● Stored items:

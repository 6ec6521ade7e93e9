//! In-memory crime data service.
//!
//! [`CrimeDataService`] materializes the generator's six-month baseline the
//! first time any query needs it and answers every later query from three
//! indices: by id, by grid cell and an R\*-tree over record coordinates.
//! Initialization runs at most once, even when several threads ask for data
//! at the same time; its outcome, success or failure, is shared by all
//! callers.

use std::collections::HashMap;
use std::sync::{Arc, OnceLock};

use chrono::NaiveDate;
use log::{info, warn};
use rstar::{AABB, RTree, RTreeObject};
use serde::{Deserialize, Serialize};

use saferoute_core::{
    CrimeDataSource, CrimeRecord, CrimeStat, CrimeType, DataInitializationError, GeoPoint,
    GridCellId, HOURS_PER_DAY, InvalidInputError, Location, RiskLevel, Timeframe,
};

use crate::QueryError;
use crate::generator::{
    AreaTrend, CrimeDataGenerator, DATA_SOURCE, Trend, apply_timeframe, area_matches,
    calculate_trend, normalize_area_query,
};

/// Kilometres per degree of latitude.
const KM_PER_DEGREE: f64 = 111.32;

/// Optional filters for [`CrimeDataService::get_statistics`].
#[derive(Debug, Clone, Default, PartialEq, Eq, Serialize, Deserialize)]
#[serde(default)]
pub struct StatisticsFilter {
    /// Case-insensitive neighborhood substring, percent-decoded.
    pub area: Option<String>,
    /// Restrict to one crime category.
    pub crime_type: Option<CrimeType>,
    /// Rescale counts to this window; six months when absent.
    pub timeframe: Option<Timeframe>,
}

impl StatisticsFilter {
    /// Restrict to an area.
    #[must_use]
    pub fn with_area(mut self, area: impl Into<String>) -> Self {
        self.area = Some(area.into());
        self
    }

    /// Restrict to a crime category.
    #[must_use]
    pub const fn with_crime_type(mut self, crime_type: CrimeType) -> Self {
        self.crime_type = Some(crime_type);
        self
    }

    /// Rescale to a window.
    #[must_use]
    pub const fn with_timeframe(mut self, timeframe: Timeframe) -> Self {
        self.timeframe = Some(timeframe);
        self
    }
}

/// Weighted severity of a set of stats: the sum of
/// `incident_count × severity × risk_weight` over the sum of weights.
///
/// Returns `None` for an empty set.
///
/// # Examples
/// ```
/// use saferoute_core::{CrimeType, RiskLevel};
/// use saferoute_core::test_support::uniform_stat;
/// use saferoute_data::weighted_severity_score;
///
/// let mut stat = uniform_stat(CrimeType::Violent, 4, 80.0);
/// stat.severity = 8.0;
/// let score = weighted_severity_score([&stat]).unwrap();
/// assert_eq!(RiskLevel::from_score(score), RiskLevel::Medium);
/// ```
#[must_use]
#[expect(clippy::float_arithmetic, reason = "weighted average")]
pub fn weighted_severity_score<'a, I>(stats: I) -> Option<f64>
where
    I: IntoIterator<Item = &'a CrimeStat>,
{
    let (weighted, total_weight) = stats.into_iter().fold((0.0, 0.0), |(sum, weight), s| {
        let w = s.crime_type.risk_weight();
        (
            sum + f64::from(s.incident_count) * s.severity * w,
            weight + w,
        )
    });
    (total_weight > 0.0).then(|| weighted / total_weight)
}

#[derive(Debug, Clone)]
struct IndexedRecord {
    position: [f64; 2],
    record: Arc<CrimeRecord>,
}

impl RTreeObject for IndexedRecord {
    type Envelope = AABB<[f64; 2]>;

    fn envelope(&self) -> Self::Envelope {
        AABB::from_point(self.position)
    }
}

#[derive(Debug)]
struct CrimeIndex {
    records: Vec<Arc<CrimeRecord>>,
    by_id: HashMap<String, Arc<CrimeRecord>>,
    by_cell: HashMap<GridCellId, Vec<Arc<CrimeRecord>>>,
    tree: RTree<IndexedRecord>,
}

impl CrimeIndex {
    fn build(records: Vec<CrimeRecord>) -> Self {
        let records: Vec<Arc<CrimeRecord>> = records.into_iter().map(Arc::new).collect();
        let mut by_id = HashMap::with_capacity(records.len());
        let mut by_cell: HashMap<GridCellId, Vec<Arc<CrimeRecord>>> = HashMap::new();
        for record in &records {
            by_id.insert(record.id.clone(), Arc::clone(record));
            by_cell
                .entry(record.grid_cell_id.clone())
                .or_default()
                .push(Arc::clone(record));
        }
        let tree = RTree::bulk_load(
            records
                .iter()
                .map(|record| IndexedRecord {
                    position: [record.location.lng, record.location.lat],
                    record: Arc::clone(record),
                })
                .collect(),
        );
        Self {
            records,
            by_id,
            by_cell,
            tree,
        }
    }

    fn within(&self, point: &GeoPoint, radius_km: f64) -> Vec<Arc<CrimeRecord>> {
        let envelope = search_envelope(point, radius_km);
        let mut found: Vec<Arc<CrimeRecord>> = self
            .tree
            .locate_in_envelope(&envelope)
            .filter(|entry| entry.record.point().distance_km(point) <= radius_km)
            .map(|entry| Arc::clone(&entry.record))
            .collect();
        // Tree order depends on bulk loading; sort for stable output.
        found.sort_unstable_by(|a, b| a.id.cmp(&b.id));
        found
    }
}

/// Degree box enclosing a circle of `radius_km` around `point`.
#[expect(clippy::float_arithmetic, reason = "degree conversion")]
fn search_envelope(point: &GeoPoint, radius_km: f64) -> AABB<[f64; 2]> {
    let radius = radius_km.max(0.0);
    let lat_delta = radius / KM_PER_DEGREE;
    let cos_lat = point.lat.to_radians().cos();
    let lng_delta = if cos_lat > f64::EPSILON {
        (radius / (KM_PER_DEGREE * cos_lat)).min(180.0)
    } else {
        180.0
    };
    AABB::from_corners(
        [point.lng - lng_delta, point.lat - lat_delta],
        [point.lng + lng_delta, point.lat + lat_delta],
    )
}

/// Serves crime queries from a lazily materialized, immutable dataset.
///
/// # Examples
/// ```
/// use chrono::NaiveDate;
/// use saferoute_core::{Location, RiskLevel};
/// use saferoute_data::{CrimeDataGenerator, CrimeDataService};
///
/// let reference = NaiveDate::from_ymd_opt(2024, 6, 1).unwrap();
/// let service = CrimeDataService::new(CrimeDataGenerator::new(), reference);
/// let mission = Location::new(37.7599, -122.4148).unwrap();
/// assert!(!service.get_by_location(&mission).unwrap().is_empty());
///
/// let ocean = Location::new(0.0, 0.0).unwrap();
/// assert_eq!(service.calculate_risk_level(&ocean).unwrap(), RiskLevel::Low);
/// ```
#[derive(Debug)]
pub struct CrimeDataService {
    generator: CrimeDataGenerator,
    reference_date: NaiveDate,
    index: OnceLock<Result<CrimeIndex, DataInitializationError>>,
}

impl CrimeDataService {
    /// Create a service; no data is generated until the first query.
    #[must_use]
    pub const fn new(generator: CrimeDataGenerator, reference_date: NaiveDate) -> Self {
        Self {
            generator,
            reference_date,
            index: OnceLock::new(),
        }
    }

    /// Date the dataset ends on.
    #[must_use]
    pub const fn reference_date(&self) -> NaiveDate {
        self.reference_date
    }

    /// Whether the dataset has been materialized (or failed to be).
    #[must_use]
    pub fn is_initialized(&self) -> bool {
        self.index.get().is_some()
    }

    /// Materialize the dataset now instead of on first query.
    ///
    /// # Errors
    /// Returns the shared [`DataInitializationError`] when generation failed.
    pub fn initialize(&self) -> Result<(), DataInitializationError> {
        self.index().map(|_| ())
    }

    fn index(&self) -> Result<&CrimeIndex, DataInitializationError> {
        self.index
            .get_or_init(|| {
                let outcome = self
                    .generator
                    .generate_baseline(self.reference_date)
                    .map(CrimeIndex::build);
                match &outcome {
                    Ok(index) => info!(
                        "materialized {} crime records across {} grid cells",
                        index.records.len(),
                        index.by_cell.len()
                    ),
                    Err(err) => warn!("crime data initialization failed: {err}"),
                }
                outcome
            })
            .as_ref()
            .map_err(Clone::clone)
    }

    /// Every record, in generation order.
    ///
    /// # Errors
    /// Returns the shared [`DataInitializationError`] when generation failed.
    pub fn records(&self) -> Result<&[Arc<CrimeRecord>], DataInitializationError> {
        Ok(&self.index()?.records)
    }

    /// Records in the grid cell containing `location`.
    ///
    /// # Errors
    /// Returns the shared [`DataInitializationError`] when generation failed.
    pub fn get_by_location(
        &self,
        location: &Location,
    ) -> Result<Vec<Arc<CrimeRecord>>, DataInitializationError> {
        self.get_by_grid_cell(&GridCellId::containing(&location.point))
    }

    /// Records in grid cell `id`.
    ///
    /// # Errors
    /// Returns the shared [`DataInitializationError`] when generation failed.
    pub fn get_by_grid_cell(
        &self,
        id: &GridCellId,
    ) -> Result<Vec<Arc<CrimeRecord>>, DataInitializationError> {
        Ok(self.index()?.by_cell.get(id).cloned().unwrap_or_default())
    }

    /// The record with identifier `id`, if any.
    ///
    /// # Errors
    /// Returns the shared [`DataInitializationError`] when generation failed.
    pub fn get_by_id(&self, id: &str) -> Result<Option<Arc<CrimeRecord>>, DataInitializationError> {
        Ok(self.index()?.by_id.get(id).cloned())
    }

    /// Records whose neighborhood contains `area`, ignoring case; `area` may
    /// be percent-encoded.
    ///
    /// # Errors
    /// Returns the shared [`DataInitializationError`] when generation failed.
    pub fn get_by_area(
        &self,
        area: &str,
    ) -> Result<Vec<Arc<CrimeRecord>>, DataInitializationError> {
        let query = normalize_area_query(area);
        Ok(self
            .index()?
            .records
            .iter()
            .filter(|r| area_matches(&r.location.neighborhood, &query))
            .cloned()
            .collect())
    }

    /// Flattened stats of the records matching `filter`, rescaled to its
    /// timeframe.
    ///
    /// # Errors
    /// Returns the shared [`DataInitializationError`] when generation failed.
    pub fn get_statistics(
        &self,
        filter: &StatisticsFilter,
    ) -> Result<Vec<CrimeStat>, DataInitializationError> {
        let area_query = filter.area.as_deref().map(normalize_area_query);
        let matching: Vec<CrimeRecord> = self
            .index()?
            .records
            .iter()
            .filter(|r| {
                area_query
                    .as_deref()
                    .is_none_or(|q| area_matches(&r.location.neighborhood, q))
            })
            .map(|r| CrimeRecord::clone(r))
            .collect();
        let timeframe = filter.timeframe.unwrap_or_default();
        let scaled = if timeframe == Timeframe::SixMonths {
            matching
        } else {
            apply_timeframe(&matching, timeframe)
        };
        Ok(scaled
            .into_iter()
            .flat_map(|r| r.crime_stats)
            .filter(|s| filter.crime_type.is_none_or(|t| s.crime_type == t))
            .collect())
    }

    /// Risk band of the stats in `location`'s grid cell; low when the cell
    /// has no data.
    ///
    /// # Errors
    /// Returns the shared [`DataInitializationError`] when generation failed.
    pub fn calculate_risk_level(
        &self,
        location: &Location,
    ) -> Result<RiskLevel, DataInitializationError> {
        let records = self.get_by_location(location)?;
        let score = weighted_severity_score(records.iter().flat_map(|r| r.crime_stats.iter()));
        Ok(score.map_or(RiskLevel::Low, RiskLevel::from_score))
    }

    /// Mean probability of an incident during `hour` across the stats in
    /// `location`'s grid cell; `0.0` when the cell has no data.
    ///
    /// # Errors
    /// Returns [`QueryError::InvalidInput`] when `hour` is 24 or more and
    /// [`QueryError::Unavailable`] when generation failed.
    #[expect(
        clippy::float_arithmetic,
        clippy::cast_precision_loss,
        reason = "mean of probabilities"
    )]
    pub fn get_crime_pattern_by_time(
        &self,
        location: &Location,
        hour: u32,
    ) -> Result<f64, QueryError> {
        let slot = usize::try_from(hour)
            .ok()
            .filter(|h| *h < HOURS_PER_DAY)
            .ok_or(InvalidInputError::HourOutOfRange { hour })?;
        let records = self.get_by_location(location)?;
        let probabilities: Vec<f64> = records
            .iter()
            .flat_map(|r| r.crime_stats.iter())
            .filter_map(|s| s.probability_at(slot))
            .collect();
        if probabilities.is_empty() {
            return Ok(0.0);
        }
        Ok(probabilities.iter().sum::<f64>() / probabilities.len() as f64)
    }

    /// High or critical risk records within `radius_km` of `location`.
    ///
    /// # Errors
    /// Returns the shared [`DataInitializationError`] when generation failed.
    pub fn get_nearby_risky_areas(
        &self,
        location: &Location,
        radius_km: f64,
    ) -> Result<Vec<Arc<CrimeRecord>>, DataInitializationError> {
        self.risky_records_within(&location.point, radius_km)
    }

    /// Per-area trend summaries for `timeframe`, in area-table order.
    ///
    /// The area's change is the mean change of its records.
    ///
    /// # Errors
    /// Returns the shared [`DataInitializationError`] when generation failed.
    #[expect(
        clippy::float_arithmetic,
        clippy::cast_precision_loss,
        reason = "mean of percentage changes"
    )]
    pub fn area_trends(
        &self,
        timeframe: Timeframe,
    ) -> Result<Vec<AreaTrend>, DataInitializationError> {
        let index = self.index()?;
        let mut trends = Vec::with_capacity(self.generator.areas().len());
        for area in self.generator.areas() {
            let baseline: Vec<CrimeRecord> = index
                .records
                .iter()
                .filter(|r| r.location.neighborhood == area.name)
                .map(|r| CrimeRecord::clone(r))
                .collect();
            if baseline.is_empty() {
                continue;
            }
            let scaled = apply_timeframe(&baseline, timeframe);
            let change_sum: f64 = scaled
                .iter()
                .map(|r| calculate_trend(r, timeframe).change_percent)
                .sum();
            trends.push(AreaTrend {
                area: area.name.to_owned(),
                risk_level: area.risk_level,
                total_incidents: scaled.iter().map(CrimeRecord::total_incidents).sum(),
                trend: Trend::from_change_percent(change_sum / scaled.len() as f64),
            });
        }
        Ok(trends)
    }
}

impl CrimeDataSource for CrimeDataService {
    fn records_at(
        &self,
        point: &GeoPoint,
    ) -> Result<Vec<Arc<CrimeRecord>>, DataInitializationError> {
        self.get_by_grid_cell(&GridCellId::containing(point))
    }

    fn risky_records_within(
        &self,
        point: &GeoPoint,
        radius_km: f64,
    ) -> Result<Vec<Arc<CrimeRecord>>, DataInitializationError> {
        let mut found = self.index()?.within(point, radius_km);
        found.retain(|r| r.risk_level.is_elevated());
        Ok(found)
    }

    fn source_name(&self) -> &str {
        DATA_SOURCE
    }
}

● Exercise details: The lines to return begin at the first line of the records and end at the line holding "one crime category."; please return them exactly, including both, and nothing beyond.

● Expected answer:
repository 6ec6521ade7e93e9
//! In-memory crime data service.
//!
//! [`CrimeDataService`] materializes the generator's six-month baseline the
//! first time any query needs it and answers every later query from three
//! indices: by id, by grid cell and an R\*-tree over record coordinates.
//! Initialization runs at most once, even when several threads ask for data
//! at the same time; its outcome, success or failure, is shared by all
//! callers.

use std::collections::HashMap;
use std::sync::{Arc, OnceLock};

use chrono::NaiveDate;
use log::{info, warn};
use rstar::{AABB, RTree, RTreeObject};
use serde::{Deserialize, Serialize};

use saferoute_core::{
    CrimeDataSource, CrimeRecord, CrimeStat, CrimeType, DataInitializationError, GeoPoint,
    GridCellId, HOURS_PER_DAY, InvalidInputError, Location, RiskLevel, Timeframe,
};

use crate::QueryError;
use crate::generator::{
    AreaTrend, CrimeDataGenerator, DATA_SOURCE, Trend, apply_timeframe, area_matches,
    calculate_trend, normalize_area_query,
};

/// Kilometres per degree of latitude.
const KM_PER_DEGREE: f64 = 111.32;

/// Optional filters for [`CrimeDataService::get_statistics`].
#[derive(Debug, Clone, Default, PartialEq, Eq, Serialize, Deserialize)]
#[serde(default)]
pub struct StatisticsFilter {
    /// Case-insensitive neighborhood substring, percent-decoded.
    pub area: Option<String>,
    /// Restrict to one crime category.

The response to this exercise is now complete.